Records from a collection
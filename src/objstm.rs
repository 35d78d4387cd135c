//! Object streams (`/Type /ObjStm`).
//!
//! ```text
//! 12 0 obj
//! << /Type /ObjStm /N 2 /First 9 /Extends 8 0 R /Filter /FlateDecode >>
//! stream
//! 10 0 11 15
//! << /A 1 >>     % object 10, offset 0 from /First
//! [1 2 3]        % object 11, offset 15
//! endstream
//! ```
//!
//! A stream may name a base stream through `/Extends`; lookups that miss in
//! one stream continue along that chain.

use crate::error::{Error, Result};
use crate::lexer::{Token, token};
use crate::object::{Dictionary, DictionaryExt, Object, ObjectRef};
use crate::parser::parse_object_nested;
use std::collections::HashSet;
use std::sync::Arc;

/// Decoded object stream.
#[derive(Debug, Clone, PartialEq)]
pub struct ObjectStream {
    /// Object number of the stream itself
    pub number: u32,
    /// `(inner object number, value)` in stream order
    entries: Vec<(u32, Object)>,
    /// Base stream from `/Extends`
    pub extends: Option<ObjectRef>,
}

impl ObjectStream {
    /// Parse the decoded payload of object stream `number`.
    ///
    /// Values that fail to parse are kept as [`Object::Undefined`] so indices
    /// stay aligned with the header.
    pub fn parse(number: u32, dict: &Dictionary, data: &[u8], max_nesting: usize) -> Result<Self> {
        if dict.get_name("Type").is_some_and(|t| t != "ObjStm") {
            return Err(Error::InvalidObjectType {
                expected: "ObjStm".into(),
                found: dict.get_name("Type").unwrap_or_default().into(),
            });
        }
        let count = dict
            .get_int("N")
            .filter(|&n| n >= 0)
            .ok_or_else(|| Error::StructuralInvariantViolation(format!("object stream {} has no /N", number)))?
            as usize;
        let first = dict
            .get_int("First")
            .filter(|&f| f >= 0 && (f as usize) <= data.len())
            .ok_or_else(|| {
                Error::StructuralInvariantViolation(format!("object stream {} has a bad /First", number))
            })? as usize;

        let pairs = parse_pairs(&data[..first], count)
            .ok_or_else(|| Error::malformed(0, format!("object stream {} header is truncated", number)))?;

        let body = &data[first..];
        let entries = pairs
            .into_iter()
            .map(|(id, offset)| {
                let value = body
                    .get(offset..)
                    .and_then(|slice| parse_object_nested(slice, max_nesting).ok())
                    .map(|(_, obj)| obj)
                    .unwrap_or(Object::Undefined);
                (id, value)
            })
            .collect();

        Ok(Self {
            number,
            entries,
            extends: dict.get_ref("Extends"),
        })
    }

    /// Number of objects in the stream.
    pub fn len(&self) -> usize {
        self.entries.len()
    }

    /// True when the stream holds no objects.
    pub fn is_empty(&self) -> bool {
        self.entries.is_empty()
    }

    /// Object at `index`, if its number is `id`; otherwise the first entry
    /// numbered `id`.
    pub fn get(&self, id: u32, index: u32) -> Option<&Object> {
        match self.entries.get(index as usize) {
            Some((n, obj)) if *n == id => Some(obj),
            _ => self.entries.iter().find(|(n, _)| *n == id).map(|(_, obj)| obj),
        }
    }

    /// Iterate `(object number, value)` pairs.
    pub fn iter(&self) -> impl Iterator<Item = (u32, &Object)> + '_ {
        self.entries.iter().map(|(n, obj)| (*n, obj))
    }
}

fn parse_pairs(header: &[u8], count: usize) -> Option<Vec<(u32, usize)>> {
    let mut pairs = Vec::with_capacity(count.min(header.len() / 4 + 1));
    let mut rest = header;
    for _ in 0..count {
        let (after, Token::Integer(id)) = token(rest).ok()? else {
            return None;
        };
        let (after, Token::Integer(offset)) = token(after).ok()? else {
            return None;
        };
        pairs.push((u32::try_from(id).ok()?, usize::try_from(offset).ok()?));
        rest = after;
    }
    Some(pairs)
}

/// Find object `id` starting at stream `start`, following `/Extends`.
///
/// `load` materializes a stream by object number. A chain that revisits a
/// stream or exceeds `max_depth` fails with
/// [`Error::StructuralInvariantViolation`]; a miss along a well-formed chain
/// yields `Ok(None)`.
pub fn lookup<F>(start: u32, id: u32, index: u32, max_depth: u32, mut load: F) -> Result<Option<Object>>
where
    F: FnMut(u32) -> Result<Arc<ObjectStream>>,
{
    let mut seen = HashSet::new();
    let mut current = Some(start);

    while let Some(number) = current {
        if !seen.insert(number) {
            return Err(Error::StructuralInvariantViolation(format!(
                "object stream /Extends chain loops at {}",
                number
            )));
        }
        if seen.len() as u32 > max_depth {
            return Err(Error::RecursionLimitExceeded(max_depth));
        }

        let stream = load(number)?;
        // The index only applies to the stream the xref entry names
        let hit = if number == start {
            stream.get(id, index)
        } else {
            stream.get(id, u32::MAX)
        };
        if let Some(obj) = hit {
            return Ok(Some(obj.clone()));
        }
        current = stream.extends.map(|r| r.id);
    }
    Ok(None)
}

#[cfg(test)]
mod tests {
    use super::*;
    use crate::dict;
    use std::collections::HashMap;

    fn stream_dict(n: i32, first: i32) -> Dictionary {
        dict! {
            "Type" => Object::name("ObjStm"),
            "N" => Object::Integer(n),
            "First" => Object::Integer(first),
        }
    }

    #[test]
    fn test_parse_object_stream() {
        let data = b"10 0 11 11 << /A 1 >> [1 2 3]";
        let stm = ObjectStream::parse(5, &stream_dict(2, 11), data, 100).unwrap();
        assert_eq!(stm.len(), 2);
        assert_eq!(stm.get(10, 0).and_then(Object::as_dict).and_then(|d| d.get_int("A")), Some(1));
        assert_eq!(stm.get(11, 1), Some(&Object::Array(vec![1.into(), 2.into(), 3.into()])));
    }

    #[test]
    fn test_index_mismatch_falls_back_to_search() {
        let data = b"10 0 11 2 1 2";
        let stm = ObjectStream::parse(5, &stream_dict(2, 10), data, 100).unwrap();
        assert_eq!(stm.get(11, 0), Some(&Object::Integer(2)));
        assert_eq!(stm.get(12, 0), None);
    }

    #[test]
    fn test_references_inside_stream() {
        let data = b"3 0 7 0 R";
        let stm = ObjectStream::parse(1, &stream_dict(1, 4), data, 100).unwrap();
        assert_eq!(stm.get(3, 0), Some(&Object::Reference(ObjectRef::new(7, 0))));
    }

    #[test]
    fn test_truncated_header() {
        let data = b"10 0 11";
        assert!(ObjectStream::parse(5, &stream_dict(2, 7), data, 100).is_err());
    }

    #[test]
    fn test_bad_first() {
        assert!(ObjectStream::parse(5, &stream_dict(1, 99), b"1 0 x", 100).is_err());
    }

    fn library() -> HashMap<u32, Arc<ObjectStream>> {
        let mut base = stream_dict(1, 4);
        base.insert("Extends".into(), Object::Reference(ObjectRef::new(30, 0)));
        let mut newer = stream_dict(1, 4);
        newer.insert("Extends".into(), Object::Reference(ObjectRef::new(20, 0)));
        let mut looping = stream_dict(1, 4);
        looping.insert("Extends".into(), Object::Reference(ObjectRef::new(10, 0)));

        let mut map = HashMap::new();
        map.insert(10, Arc::new(ObjectStream::parse(10, &newer, b"1 0 (new)", 100).unwrap()));
        map.insert(20, Arc::new(ObjectStream::parse(20, &base, b"2 0 (base)", 100).unwrap()));
        map.insert(30, Arc::new(ObjectStream::parse(30, &looping, b"3 0 (loop)", 100).unwrap()));
        map
    }

    #[test]
    fn test_lookup_follows_extends() {
        let streams = library();
        let load = |n: u32| streams.get(&n).cloned().ok_or(Error::UnresolvedReference(ObjectRef::new(n, 0)));
        assert_eq!(lookup(10, 1, 0, 10, load).unwrap(), Some(Object::String(b"new".to_vec())));
        assert_eq!(lookup(10, 2, 0, 10, load).unwrap(), Some(Object::String(b"base".to_vec())));
    }

    #[test]
    fn test_lookup_detects_cycle() {
        let streams = library();
        let load = |n: u32| streams.get(&n).cloned().ok_or(Error::UnresolvedReference(ObjectRef::new(n, 0)));
        let err = lookup(10, 99, 0, 10, load).unwrap_err();
        assert!(matches!(err, Error::StructuralInvariantViolation(_)));
    }

    #[test]
    fn test_lookup_detects_self_extends() {
        let mut dict = stream_dict(1, 4);
        dict.insert("Extends".into(), Object::Reference(ObjectRef::new(7, 0)));
        let stream = Arc::new(ObjectStream::parse(7, &dict, b"1 0 (one)", 100).unwrap());
        let load = |_: u32| Ok(Arc::clone(&stream));
        assert_eq!(lookup(7, 1, 0, 10, load).unwrap(), Some(Object::String(b"one".to_vec())));
        let err = lookup(7, 2, 0, 10, load).unwrap_err();
        assert!(matches!(err, Error::StructuralInvariantViolation(_)));
    }

    #[test]
    fn test_lookup_depth_limit() {
        let streams = library();
        let load = |n: u32| streams.get(&n).cloned().ok_or(Error::UnresolvedReference(ObjectRef::new(n, 0)));
        assert!(matches!(lookup(10, 99, 0, 2, load), Err(Error::RecursionLimitExceeded(2))));
    }
}
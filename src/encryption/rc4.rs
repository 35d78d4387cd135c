//! RC4 stream cipher, as used by the standard security handler.

/// RC4 keystream state.
struct Rc4Cipher {
    s: [u8; 256],
    i: u8,
    j: u8,
}

impl Rc4Cipher {
    /// Key schedule. PDF keys are 5-16 bytes; an empty key yields the identity
    /// permutation.
    fn new(key: &[u8]) -> Self {
        let mut s = [0u8; 256];
        for (i, val) in s.iter_mut().enumerate() {
            *val = i as u8;
        }

        if !key.is_empty() {
            let mut j = 0u8;
            for i in 0..256 {
                j = j.wrapping_add(s[i]).wrapping_add(key[i % key.len()]);
                s.swap(i, j as usize);
            }
        }

        Self { s, i: 0, j: 0 }
    }

    fn next_byte(&mut self) -> u8 {
        self.i = self.i.wrapping_add(1);
        self.j = self.j.wrapping_add(self.s[self.i as usize]);
        self.s.swap(self.i as usize, self.j as usize);
        let k = self.s[self.i as usize].wrapping_add(self.s[self.j as usize]);
        self.s[k as usize]
    }

    fn apply_keystream(&mut self, data: &mut [u8]) {
        for byte in data.iter_mut() {
            *byte ^= self.next_byte();
        }
    }
}

/// Encrypt or decrypt (the operation is its own inverse).
pub fn rc4_crypt(key: &[u8], data: &[u8]) -> Vec<u8> {
    let mut cipher = Rc4Cipher::new(key);
    let mut result = data.to_vec();
    cipher.apply_keystream(&mut result);
    result
}
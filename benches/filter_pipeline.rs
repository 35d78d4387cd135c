//! Benchmarks for the stream filter pipeline.
//!
//! - single filters over compressible and incompressible input
//! - a chained `ASCII85Decode` + `FlateDecode` stream, as found in
//!   text-safe files
//! - content-stream tokenizing of a synthetic page

use criterion::{BenchmarkId, Criterion, Throughput, criterion_group, criterion_main};
use std::hint::black_box;

use pdf_engine::content::parse_content_stream;
use pdf_engine::decoders::{
    DecodeLimits, Filter, decode, decode_stream, encode_ascii85, encode_ascii_hex, encode_flate, encode_lzw,
    encode_run_length,
};
use pdf_engine::object::{Dictionary, Object};

// =============================================================================
// Test Data Generation
// =============================================================================

/// Repeating pattern that compresses well.
fn pattern_bytes(size: usize) -> Vec<u8> {
    (0..size).map(|i| (i % 256) as u8).collect()
}

/// LCG output, reproducible and hard to compress.
fn noise_bytes(size: usize) -> Vec<u8> {
    let mut seed: u64 = 42;
    (0..size)
        .map(|_| {
            seed = seed.wrapping_mul(1103515245).wrapping_add(12345);
            (seed >> 16) as u8
        })
        .collect()
}

/// A page of text and vector drawing operators.
fn content_program(lines: usize) -> Vec<u8> {
    let mut out = Vec::new();
    for i in 0..lines {
        out.extend_from_slice(
            format!(
                "q 0.5 0 0 rg {} {} 100 20 re f Q BT /F1 12 Tf 72 {} Td (Line {}) Tj ET\n",
                i % 500,
                i % 700,
                720 - (i % 700),
                i
            )
            .as_bytes(),
        );
    }
    out
}

// =============================================================================
// Benchmarks
// =============================================================================

fn bench_single_filters(c: &mut Criterion) {
    let mut group = c.benchmark_group("decode");
    let params = Dictionary::new();

    for size in [4 * 1024, 256 * 1024] {
        for (label, data) in [("pattern", pattern_bytes(size)), ("noise", noise_bytes(size))] {
            group.throughput(Throughput::Bytes(size as u64));
            let cases = [
                (Filter::FlateDecode, encode_flate(&data).unwrap_or_default()),
                (Filter::LZWDecode, encode_lzw(&data).unwrap_or_default()),
                (Filter::ASCII85Decode, encode_ascii85(&data)),
                (Filter::ASCIIHexDecode, encode_ascii_hex(&data)),
                (Filter::RunLengthDecode, encode_run_length(&data)),
            ];
            for (filter, encoded) in cases {
                let id = BenchmarkId::new(format!("{}/{}", filter.name(), label), size);
                group.bench_with_input(id, &encoded, |b, encoded| {
                    b.iter(|| decode(black_box(encoded), filter, &params))
                });
            }
        }
    }
    group.finish();
}

fn bench_filter_chain(c: &mut Criterion) {
    let data = pattern_bytes(512 * 1024);
    let encoded = encode_ascii85(&encode_flate(&data).unwrap_or_default());
    let mut dict = Dictionary::new();
    dict.insert(
        "Filter".to_string(),
        Object::Array(vec![Object::name("ASCII85Decode"), Object::name("FlateDecode")]),
    );
    let limits = DecodeLimits::default();

    let mut group = c.benchmark_group("chain");
    group.throughput(Throughput::Bytes(data.len() as u64));
    group.bench_function("a85_flate_512k", |b| {
        b.iter(|| decode_stream(black_box(&encoded), &dict, &limits))
    });
    group.finish();
}

fn bench_content_parse(c: &mut Criterion) {
    let program = content_program(2000);
    let mut group = c.benchmark_group("content");
    group.throughput(Throughput::Bytes(program.len() as u64));
    group.bench_function("parse_2000_lines", |b| b.iter(|| parse_content_stream(black_box(&program))));
    group.finish();
}

criterion_group!(benches, bench_single_filters, bench_filter_chain, bench_content_parse);
criterion_main!(benches);
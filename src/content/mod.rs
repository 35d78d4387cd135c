//! Content stream parsing and execution.
//!
//! [`parse_content_stream`] turns bytes into [`Operator`]s, and the
//! [`Interpreter`] runs them against a graphics state stack, driving a
//! [`Device`].

pub mod device;
pub mod graphics_state;
pub mod interpreter;
pub mod operators;
pub mod parser;

pub use device::{Brush, Device, DrawCommand, Glyph, Paint, Path, PathSegment, Pen, RecordingDevice};
pub use graphics_state::{ColorState, GraphicsState, GraphicsStateStack, TextState};
pub use interpreter::{page_content, page_transform, render_page, Interpreter};
pub use operators::{FillRule, Operator, TextElement};
pub use parser::parse_content_stream;
//! DCTDecode (JPEG).
//!
//! The filter pipeline passes JPEG data through untouched; pixel decoding
//! happens in the image resolver. `probe_jpeg` reads the frame header so a
//! caller can size an image without decoding it.

use crate::decoders::StreamDecoder;
use crate::error::{Error, Result};
use image::codecs::jpeg::JpegDecoder;
use image::{ColorType, ImageDecoder};
use std::io::Cursor;

/// DCTDecode filter: identity.
pub struct DctDecoder;

impl StreamDecoder for DctDecoder {
    fn decode(&self, input: &[u8]) -> Result<Vec<u8>> {
        Ok(input.to_vec())
    }

    fn name(&self) -> &str {
        "DCTDecode"
    }
}

/// Frame information for a JPEG stream.
#[derive(Debug, Clone, Copy, PartialEq, Eq)]
pub struct JpegInfo {
    /// Width in pixels
    pub width: u32,
    /// Height in pixels
    pub height: u32,
    /// Color components (1, 3 or 4)
    pub components: u8,
}

/// Read JPEG dimensions and component count.
pub fn probe_jpeg(data: &[u8]) -> Result<JpegInfo> {
    let decoder = JpegDecoder::new(Cursor::new(data)).map_err(|e| Error::filter("DCTDecode", e.to_string()))?;
    let (width, height) = decoder.dimensions();
    let components = match decoder.color_type() {
        ColorType::L8 | ColorType::L16 => 1,
        ColorType::Rgb8 | ColorType::Rgb16 => 3,
        _ => 4,
    };
    Ok(JpegInfo {
        width,
        height,
        components,
    })
}

/// Decode JPEG into interleaved 8-bit samples.
pub fn decode_jpeg(data: &[u8]) -> Result<(JpegInfo, Vec<u8>)> {
    let info = probe_jpeg(data)?;
    let decoder = JpegDecoder::new(Cursor::new(data)).map_err(|e| Error::filter("DCTDecode", e.to_string()))?;
    let mut pixels = vec![0u8; decoder.total_bytes() as usize];
    decoder
        .read_image(&mut pixels)
        .map_err(|e| Error::filter("DCTDecode", e.to_string()))?;
    Ok((info, pixels))
}
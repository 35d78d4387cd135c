//! CCITTFaxDecode: Modified Huffman, Group 3 2-D and Group 4.
//!
//! Rows are tracked as lists of changing elements (the columns where the
//! color flips, starting from white). Two-dimensional rows are coded against
//! the previous row's list. Output is packed 1-bit rows, MSB first, where a
//! 0 bit is black unless `BlackIs1` is set.

mod bit_reader;
mod codes;

use self::bit_reader::BitReader;
use self::codes::{EOL_CODE, EOL_LEN, MAX_CODE_LEN, Mode, lookup_mode, lookup_run};
use super::param_int;
use crate::decoders::StreamDecoder;
use crate::error::{Error, Result};
use crate::object::{Dictionary, DictionaryExt};

/// Parameters from a CCITTFaxDecode `DecodeParms` dictionary.
#[derive(Debug, Clone, PartialEq, Eq)]
pub struct CcittParams {
    /// < 0: Group 4; 0: Modified Huffman; > 0: mixed 1-D/2-D Group 3
    pub k: i64,
    /// Pixels per row
    pub columns: usize,
    /// Rows to decode (0 = until end of data)
    pub rows: usize,
    /// Rows are preceded by EOL codes
    pub end_of_line: bool,
    /// Each row starts on a byte boundary
    pub encoded_byte_align: bool,
    /// Data ends with an end-of-block marker
    pub end_of_block: bool,
    /// 1 bits are black
    pub black_is_1: bool,
}

impl Default for CcittParams {
    fn default() -> Self {
        Self {
            k: 0,
            columns: 1728,
            rows: 0,
            end_of_line: false,
            encoded_byte_align: false,
            end_of_block: true,
            black_is_1: false,
        }
    }
}

impl CcittParams {
    /// Read parameters, falling back to defaults for missing keys.
    pub fn from_dict(params: &Dictionary) -> Self {
        let defaults = Self::default();
        Self {
            k: param_int(params, "K", defaults.k),
            columns: param_int(params, "Columns", defaults.columns as i64).max(1) as usize,
            rows: param_int(params, "Rows", 0).max(0) as usize,
            end_of_line: params.get_bool("EndOfLine").unwrap_or(defaults.end_of_line),
            encoded_byte_align: params.get_bool("EncodedByteAlign").unwrap_or(defaults.encoded_byte_align),
            end_of_block: params.get_bool("EndOfBlock").unwrap_or(defaults.end_of_block),
            black_is_1: params.get_bool("BlackIs1").unwrap_or(defaults.black_is_1),
        }
    }

    /// Bytes per packed output row.
    pub fn row_bytes(&self) -> usize {
        self.columns.div_ceil(8)
    }
}

/// CCITTFaxDecode filter.
pub struct CcittFaxDecoder {
    params: CcittParams,
}

impl CcittFaxDecoder {
    /// Create a decoder for the given parameters.
    pub fn new(params: CcittParams) -> Self {
        Self { params }
    }
}

/// Why a row stopped early.
enum RowError {
    /// Ran out of bits
    Exhausted,
    /// Bit pattern matches no code
    Invalid(String),
}

type RowResult<T> = std::result::Result<T, RowError>;

impl StreamDecoder for CcittFaxDecoder {
    fn decode(&self, input: &[u8]) -> Result<Vec<u8>> {
        let p = &self.params;
        let mut reader = BitReader::new(input);
        let mut output = Vec::with_capacity(p.row_bytes() * p.rows.max(1));
        let mut reference: Vec<usize> = Vec::new();
        let mut decoded_rows = 0usize;

        loop {
            if p.rows > 0 && decoded_rows >= p.rows {
                break;
            }
            if p.encoded_byte_align && p.k < 0 {
                reader.align();
            }

            if self.at_end_of_block(&mut reader) {
                log::trace!("CCITTFaxDecode: end of block after {} rows", decoded_rows);
                break;
            }
            if reader.is_exhausted() {
                break;
            }

            let two_dimensional = match p.k {
                k if k < 0 => true,
                0 => false,
                _ => match reader.read_bit() {
                    Some(tag) => tag == 0,
                    None => break,
                },
            };

            let mut changes = Vec::new();
            let outcome = if two_dimensional {
                decode_2d_row(&mut reader, &reference, p.columns, &mut changes)
            } else {
                decode_1d_row(&mut reader, p.columns, &mut changes)
            };

            match outcome {
                Ok(()) => {},
                Err(RowError::Exhausted) => {
                    // Trailing fill bits produce an empty partial row
                    if changes.is_empty() {
                        break;
                    }
                    log::warn!("CCITTFaxDecode: data ended inside row {}", decoded_rows);
                    pack_row(&changes, p, &mut output);
                    break;
                },
                Err(RowError::Invalid(reason)) => {
                    return Err(Error::filter(self.name(), format!("row {}: {}", decoded_rows, reason)));
                },
            }

            pack_row(&changes, p, &mut output);
            reference = changes;
            decoded_rows += 1;

            if p.encoded_byte_align && p.k >= 0 && !p.end_of_line {
                reader.align();
            }
        }

        Ok(output)
    }

    fn name(&self) -> &str {
        "CCITTFaxDecode"
    }
}

impl CcittFaxDecoder {
    /// Consume EOL codes (with fill bits) before a row. Returns true at an
    /// end-of-block sequence: two EOLs in a row (EOFB), or for Group 3 2-D
    /// an EOL, tag bit and another EOL (start of RTC).
    fn at_end_of_block(&self, reader: &mut BitReader) -> bool {
        if !consume_eol(reader) {
            return false;
        }
        if self.params.k > 0 {
            let after_eol = reader.position();
            reader.read_bit();
            if consume_eol(reader) {
                return true;
            }
            reader.seek(after_eol);
            return false;
        }
        consume_eol(reader)
    }
}

/// Consume an EOL code, allowing leading fill zeros. Restores the position
/// when no EOL follows.
fn consume_eol(reader: &mut BitReader) -> bool {
    let start = reader.position();
    let mut zeros = 0;
    while reader.peek_bits(1) == Some(0) {
        reader.read_bit();
        zeros += 1;
    }
    if zeros >= EOL_LEN - 1 && reader.peek_bits(1) == Some(EOL_CODE) {
        reader.read_bit();
        return true;
    }
    reader.seek(start);
    false
}

/// Read one color run (make-up codes followed by a terminating code).
fn read_run(reader: &mut BitReader, white: bool) -> RowResult<usize> {
    let mut total = 0usize;
    loop {
        let mut code = 0u16;
        let mut len = 0;
        let run = loop {
            let bit = reader.read_bit().ok_or(RowError::Exhausted)?;
            code = (code << 1) | bit as u16;
            len += 1;
            if let Some(run) = lookup_run(white, len, code) {
                break run;
            }
            if len >= MAX_CODE_LEN {
                return Err(RowError::Invalid(format!(
                    "invalid {} run code {:0width$b}",
                    if white { "white" } else { "black" },
                    code,
                    width = len
                )));
            }
        };
        total += run as usize;
        if run < 64 {
            return Ok(total);
        }
    }
}

fn read_mode(reader: &mut BitReader) -> RowResult<Mode> {
    let mut code = 0u16;
    for len in 1..=7 {
        let bit = reader.read_bit().ok_or(RowError::Exhausted)?;
        code = (code << 1) | bit as u16;
        if let Some(mode) = lookup_mode(len, code) {
            return Ok(mode);
        }
    }
    Err(RowError::Invalid(format!("invalid mode code {:07b}", code)))
}

fn decode_1d_row(reader: &mut BitReader, columns: usize, changes: &mut Vec<usize>) -> RowResult<()> {
    let mut a0 = 0usize;
    let mut white = true;
    while a0 < columns {
        let run = read_run(reader, white)?;
        a0 = (a0 + run).min(columns);
        changes.push(a0);
        white = !white;
    }
    Ok(())
}

/// First changing element on the reference row after `a0` whose index
/// parity gives it the color opposite to the current one, and the element
/// after it.
fn find_b1_b2(reference: &[usize], a0: Option<usize>, white: bool, columns: usize) -> (usize, usize) {
    // Even indices start black runs
    let parity = if white { 0 } else { 1 };
    let mut i = parity;
    while i < reference.len() {
        let beyond = match a0 {
            None => true,
            Some(a0) => reference[i] > a0,
        };
        if beyond {
            break;
        }
        i += 2;
    }
    let b1 = reference.get(i).copied().unwrap_or(columns);
    let b2 = reference.get(i + 1).copied().unwrap_or(columns);
    (b1, b2)
}

fn decode_2d_row(
    reader: &mut BitReader,
    reference: &[usize],
    columns: usize,
    changes: &mut Vec<usize>,
) -> RowResult<()> {
    // None stands for the imaginary element before column 0
    let mut a0: Option<usize> = None;
    let mut white = true;

    while a0.map_or(true, |a| a < columns) {
        let (b1, b2) = find_b1_b2(reference, a0, white, columns);
        let start = a0.unwrap_or(0);

        match read_mode(reader)? {
            Mode::Pass => {
                a0 = Some(b2.max(start));
            },
            Mode::Horizontal => {
                let first = read_run(reader, white)?;
                let second = read_run(reader, !white)?;
                let a1 = (start + first).min(columns);
                let a2 = (a1 + second).min(columns);
                changes.push(a1);
                changes.push(a2);
                a0 = Some(a2);
            },
            Mode::Vertical(delta) => {
                let a1 = (b1 as i64 + delta as i64).clamp(start as i64, columns as i64) as usize;
                changes.push(a1);
                a0 = Some(a1);
                white = !white;
            },
        }
    }
    Ok(())
}

/// Append one packed row rendered from its changing elements.
fn pack_row(changes: &[usize], params: &CcittParams, output: &mut Vec<u8>) {
    let row_start = output.len();
    output.resize(row_start + params.row_bytes(), 0);
    let row = &mut output[row_start..];

    let mut x = 0usize;
    let mut white = true;
    for &next in changes.iter().chain(std::iter::once(&params.columns)) {
        let end = next.min(params.columns);
        // Bits set to 1 are white unless BlackIs1
        if white != params.black_is_1 {
            for col in x..end {
                row[col / 8] |= 0x80 >> (col % 8);
            }
        }
        x = x.max(end);
        white = !white;
    }
}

Prompt: Which lines above contain the word "packed"? Copy each one.

Response to this task:
//! the previous row's list. Output is packed 1-bit rows, MSB first, where a
    /// Bytes per packed output row.
/// Append one packed row rendered from its changing elements.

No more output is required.